_EXERCISE BRIEF_
Only a number is wanted: how many lines of the entries include the string "reason"?

_Collected data_
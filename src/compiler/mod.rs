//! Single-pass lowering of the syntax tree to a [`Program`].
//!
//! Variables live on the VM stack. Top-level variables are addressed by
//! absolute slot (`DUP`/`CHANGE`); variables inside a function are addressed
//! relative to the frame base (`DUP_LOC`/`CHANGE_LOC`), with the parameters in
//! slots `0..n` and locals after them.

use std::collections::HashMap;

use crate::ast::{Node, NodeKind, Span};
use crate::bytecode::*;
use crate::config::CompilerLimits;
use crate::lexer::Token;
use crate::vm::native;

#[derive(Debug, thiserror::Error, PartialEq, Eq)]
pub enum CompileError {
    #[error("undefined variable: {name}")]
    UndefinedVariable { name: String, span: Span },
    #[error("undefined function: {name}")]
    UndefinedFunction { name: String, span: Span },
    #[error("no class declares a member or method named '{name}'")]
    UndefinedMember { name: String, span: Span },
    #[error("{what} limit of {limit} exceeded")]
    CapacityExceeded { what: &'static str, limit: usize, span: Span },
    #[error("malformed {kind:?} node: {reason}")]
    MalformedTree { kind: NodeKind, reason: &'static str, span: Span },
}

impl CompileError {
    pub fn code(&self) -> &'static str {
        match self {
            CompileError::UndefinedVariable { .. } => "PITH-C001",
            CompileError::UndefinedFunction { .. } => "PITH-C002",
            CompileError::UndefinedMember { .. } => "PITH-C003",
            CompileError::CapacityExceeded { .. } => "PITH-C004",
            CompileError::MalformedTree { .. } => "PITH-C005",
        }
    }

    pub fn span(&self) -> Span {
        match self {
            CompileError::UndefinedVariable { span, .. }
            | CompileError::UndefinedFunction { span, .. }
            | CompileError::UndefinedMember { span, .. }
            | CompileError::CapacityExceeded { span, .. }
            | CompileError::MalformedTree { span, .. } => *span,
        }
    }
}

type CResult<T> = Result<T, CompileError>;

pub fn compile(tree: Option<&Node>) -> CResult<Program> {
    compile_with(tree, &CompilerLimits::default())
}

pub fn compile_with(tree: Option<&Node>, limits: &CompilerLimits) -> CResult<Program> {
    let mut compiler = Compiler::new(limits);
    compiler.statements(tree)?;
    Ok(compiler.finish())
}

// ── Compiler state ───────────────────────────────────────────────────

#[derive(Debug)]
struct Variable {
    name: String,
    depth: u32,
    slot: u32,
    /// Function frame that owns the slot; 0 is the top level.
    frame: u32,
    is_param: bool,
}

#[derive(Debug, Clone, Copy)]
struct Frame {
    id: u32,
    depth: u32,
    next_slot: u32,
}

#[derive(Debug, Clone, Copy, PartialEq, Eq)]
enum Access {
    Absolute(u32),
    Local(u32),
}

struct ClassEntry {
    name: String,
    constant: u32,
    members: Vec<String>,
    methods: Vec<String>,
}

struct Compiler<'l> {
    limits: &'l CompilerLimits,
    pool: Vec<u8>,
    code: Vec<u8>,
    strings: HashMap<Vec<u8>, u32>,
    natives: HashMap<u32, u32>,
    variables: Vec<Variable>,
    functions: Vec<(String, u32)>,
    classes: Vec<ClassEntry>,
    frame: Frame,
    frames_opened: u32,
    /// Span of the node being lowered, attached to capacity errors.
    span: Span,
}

_REPLY_
2